TASK STATEMENT:
Among the entries below, find how many lines carry the word "PricingConfig" and state only that figure.

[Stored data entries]
//! # wrapcart-core: Pure Pricing Logic for wrapcart
//!
//! Computes order totals: subtotal, the single best discount, shipping and
//! gift wrap fees. No I/O; the checkout app (or any other front end) feeds
//! it validated orders and presents the breakdown.
//!
//! ## Architecture Position
//! ```text
//! ┌─────────────────────────────────────────────────────────────────────────┐
//! │                        wrapcart Architecture                            │
//! │                                                                         │
//! │  ┌─────────────────────────────────────────────────────────────────┐   │
//! │  │                 apps/checkout (console)                         │   │
//! │  │    prompts ──► Order ──► PriceBreakdown ──► "Order Summary"     │   │
//! │  └─────────────────────────────┬───────────────────────────────────┘   │
//! │                                │                                        │
//! │  ┌─────────────────────────────▼───────────────────────────────────┐   │
//! │  │               ★ wrapcart-core (THIS CRATE) ★                    │   │
//! │  │                                                                 │   │
//! │  │   ┌─────────┐  ┌─────────┐  ┌─────────┐  ┌──────────────────┐  │   │
//! │  │   │  types  │  │  money  │  │  rules  │  │ engine           │  │   │
//! │  │   │ Product │  │  Money  │  │ Discount│  │ PricingEngine    │  │   │
//! │  │   │  Order  │  │ (cents) │  │  Rule   │  │ config/validation│  │   │
//! │  │   └─────────┘  └─────────┘  └─────────┘  └──────────────────┘  │   │
//! │  │                                                                 │   │
//! │  │   NO I/O • NO GLOBAL STATE • PURE FUNCTIONS                     │   │
//! │  └─────────────────────────────────────────────────────────────────┘   │
//! └─────────────────────────────────────────────────────────────────────────┘
//! ```
//!
//! ## Modules
//!
//! - [`types`] - Product, Order, PriceBreakdown
//! - [`money`] - Money type with integer arithmetic (no floating point!)
//! - [`rules`] - Discount rules and the reference rule table
//! - [`config`] - `PricingConfig` with reference defaults
//! - [`engine`] - `PricingEngine`
//! - [`error`] - Domain error types
//! - [`validation`] - Input parsing and validation
//!
//! ## Example Usage
//!
//! ```rust
//! use wrapcart_core::{Order, PricingEngine};
//!
//! let engine = PricingEngine::default();
//! let order = Order::new()
//!     .with_line("Product A", 10, false)
//!     .with_line("Product B", 10, false)
//!     .with_line("Product C", 5, true);
//!
//! let breakdown = engine.calculate_total(&order).unwrap();
//! assert_eq!(breakdown.discount_name(), Some("bulk_10_discount"));
//! assert_eq!(breakdown.gift_wrap_fee.to_string(), "$5.00");
//! assert_eq!(breakdown.total.to_string(), "$864.90");
//! ```

// =============================================================================
// Module Declarations
// =============================================================================

pub mod config;
pub mod engine;
pub mod error;
pub mod money;
pub mod rules;
pub mod types;
pub mod validation;

// =============================================================================
// Re-exports for Convenience
// =============================================================================

pub use config::{DiscountComparison, PricingConfig};
pub use engine::PricingEngine;
pub use error::{CoreError, CoreResult, ValidationError};
pub use money::Money;
pub use rules::{DiscountCandidate, DiscountEffect, DiscountRule, Eligibility};
pub use types::*;

// =============================================================================
// Crate-Level Constants
// =============================================================================

/// Maximum quantity of a single product in one order.
///
/// Bounds what a typo can do to an order. Totals are still computed with
/// checked arithmetic, since catalog prices are not bounded.
pub const MAX_ITEM_QUANTITY: i64 = 1_000_000;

COMPLETED TASK:
2